The topic of alterity may appear at first to be beyond the scope of Bataille’s work, but it is from such questioning that his practice of writing takes its full contours and questions the renewal of literary textuality.

Strangely, Bataille fights against writing, an attitude that shows a will to disappear in order to reach sovereignty. Writing, in such a context, supports not only certain useful figures for his particularly heterogeneous works but also the presence of alterity. Feminine imagos, set as the literary equivalent of the eradication of meaning and words, act as levers from which a character produces itself or rather disarticulates and vanishes.

Bataille’s fight against writing shows strong similarities to some Lacanian notions: the subject, pleasure (“jouissance”), and, of course, woman. Before trying to map out this perilous comparison—there is no possible perfect transition between the two—we must first extract the significant elements that make it possible. To this end, we propose some reflections on Bataille’s concepts of Oedipus and castration. In so doing, we will be in a better situation to link Lacan and Bataille’s works but also to understand where Lacan has been inspired by Bataille and how Lacan distinguishes himself in his interpretation of the imaginary, the symbolic, the Law, and feminine imagos—especially in the way Lacan, contrary to Bataille, “eradicates” alterity.

These questions are necessary steps in opening up a reflection inspired by the work of Bataille and in our desire to actualize purposes yet also extend unresolved polemic effects which this paper can only partially address. To present the necessity of such polemical reflections fits Bataille’s thought as well, which refuses to conclude and takes its meaning from throwing away all possible speech.
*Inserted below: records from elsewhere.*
//! Time-value-of-money functions (`spec.md` §4.5 supplement).

use gridcalc_common::ErrorCode;

use crate::builtins::support::optional_number;
use crate::evaluator::Scope;
use crate::registry::{EvalContext, FunctionEntry};
use crate::values::EvalValue;

type Entries = Vec<(&'static str, FunctionEntry)>;

pub fn entries() -> Entries {
    vec![
        ("PMT", FunctionEntry::Eager(pmt)),
        ("PV", FunctionEntry::Eager(pv)),
        ("FV", FunctionEntry::Eager(fv)),
        ("RATE", FunctionEntry::Eager(rate)),
    ]
}

fn args_rnpv(args: &[EvalValue]) -> Result<(f64, f64, f64, f64, f64), ErrorCode> {
    let rate = args.first().ok_or(ErrorCode::Value)?.coerce_number()?;
    let nper = args.get(1).ok_or(ErrorCode::Value)?.coerce_number()?;
    let pv_or_pmt = args.get(2).ok_or(ErrorCode::Value)?.coerce_number()?;
    let extra = optional_number(args, 3, 0.0)?;
    let when_due = optional_number(args, 4, 0.0)?;
    Ok((rate, nper, pv_or_pmt, extra, when_due))
}

/// `PMT(rate, nper, pv, [fv], [type])`.
fn pmt(args: &[EvalValue], _: &dyn EvalContext, _: &Scope) -> EvalValue {
    let (rate, nper, pv, fv, due) = match args_rnpv(args) {
        Ok(v) => v,
        Err(e) => return EvalValue::error(e),
    };
    if rate == 0.0 {
        return EvalValue::number(-(pv + fv) / nper);
    }
    let factor = (1.0 + rate).powf(nper);
    let due_mult = if due != 0.0 { 1.0 + rate } else { 1.0 };
    let payment = -(pv * factor + fv) / (due_mult * (factor - 1.0) / rate);
    EvalValue::number(payment)
}

/// `PV(rate, nper, pmt, [fv], [type])`.
fn pv(args: &[EvalValue], _: &dyn EvalContext, _: &Scope) -> EvalValue {
    let (rate, nper, pmt, fv, due) = match args_rnpv(args) {
        Ok(v) => v,
        Err(e) => return EvalValue::error(e),
    };
    if rate == 0.0 {
        return EvalValue::number(-(pmt * nper + fv));
    }
    let factor = (1.0 + rate).powf(nper);
    let due_mult = if due != 0.0 { 1.0 + rate } else { 1.0 };
    let present = -(fv + pmt * due_mult * (factor - 1.0) / rate) / factor;
    EvalValue::number(present)
}

/// `FV(rate, nper, pmt, [pv], [type])`.
fn fv(args: &[EvalValue], _: &dyn EvalContext, _: &Scope) -> EvalValue {
    let (rate, nper, pmt, pv, due) = match args_rnpv(args) {
        Ok(v) => v,
        Err(e) => return EvalValue::error(e),
    };
    if rate == 0.0 {
        return EvalValue::number(-(pv + pmt * nper));
    }
    let factor = (1.0 + rate).powf(nper);
    let due_mult = if due != 0.0 { 1.0 + rate } else { 1.0 };
    let future = -(pv * factor + pmt * due_mult * (factor - 1.0) / rate);
    EvalValue::number(future)
}

/// `RATE(nper, pmt, pv, [fv], [type], [guess])`, solved by Newton's method
/// since there's no closed form (the same approach Excel documents for
/// this function).
fn rate(args: &[EvalValue], _: &dyn EvalContext, _: &Scope) -> EvalValue {
    let nper = match args.first() {
        Some(v) => match v.coerce_number() {
            Ok(n) => n,
            Err(e) => return EvalValue::error(e),
        },
        None => return EvalValue::error(ErrorCode::Value),
    };
    let pmt = match args.get(1) {
        Some(v) => match v.coerce_number() {
            Ok(n) => n,
            Err(e) => return EvalValue::error(e),
        },
        None => return EvalValue::error(ErrorCode::Value),
    };
    let pv = match args.get(2) {
        Some(v) => match v.coerce_number() {
            Ok(n) => n,
            Err(e) => return EvalValue::error(e),
        },
        None => return EvalValue::error(ErrorCode::Value),
    };
    let fv = match optional_number(args, 3, 0.0) {
        Ok(n) => n,
        Err(e) => return EvalValue::error(e),
    };
    let due = match optional_number(args, 4, 0.0) {
        Ok(n) => n,
        Err(e) => return EvalValue::error(e),
    };
    let mut guess = match optional_number(args, 5, 0.1) {
        Ok(n) => n,
        Err(e) => return EvalValue::error(e),
    };

    let f = |r: f64| -> f64 {
        if r == 0.0 {
            pv + pmt * nper + fv
        } else {
            let factor = (1.0 + r).powf(nper);
            let due_mult = if due != 0.0 { 1.0 + r } else { 1.0 };
            pv * factor + pmt * due_mult * (factor - 1.0) / r + fv
        }
    };
    let eps = 1e-7;
    for _ in 0..50 {
        let value = f(guess);
        let derivative = (f(guess + eps) - value) / eps;
        if derivative.abs() < 1e-12 {
            break;
        }
        let next = guess - value / derivative;
        if (next - guess).abs() < 1e-10 {
            guess = next;
            break;
        }
        guess = next;
    }
    if guess.is_finite() {
        EvalValue::number(guess)
    } else {
        EvalValue::error(ErrorCode::Num)
    }
}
Feminine imagos are an essential leitmotif in Bataille’s narratives and, more importantly, a cohesion factor for his thought that transcends all domains of writing to give a foundation to the works. 1 With themes such as transgression, subversion, and the [End Page 31] renewal of the Law, we reach an aporia not only of Bataille’s text but also, as Susan Rubin-Suleiman puts it, of literary modernity:

What does appear to me certain is that there will be no genuine renewal, either in a theory of the avant-garde or in its practices, as long as every drama, whether textual or sexual, continues to be envisaged—as in Bataille’s pornography and in Harold Bloom’s theory of poetry—in terms of a confrontation between an all-powerful father and a traumatized son, a confrontation staged across and over the body of the mother.

[86–87] 2

Indeed, if we look at the autofictional purposes and the literary production of Bataille, we must underline an “aporia” in the subversive nature of his texts. This challenge to Bataille generally focuses on his literary works without considering his theoretical works beyond some “canonical” titles. Nevertheless, the lesser-known texts may offer another reading of Bataille’s eroticism and defuse criticism strictly centered on the supposedly pornographic and phallocentric content of novels like L’histoire de l’oeil and Madame Edwarda.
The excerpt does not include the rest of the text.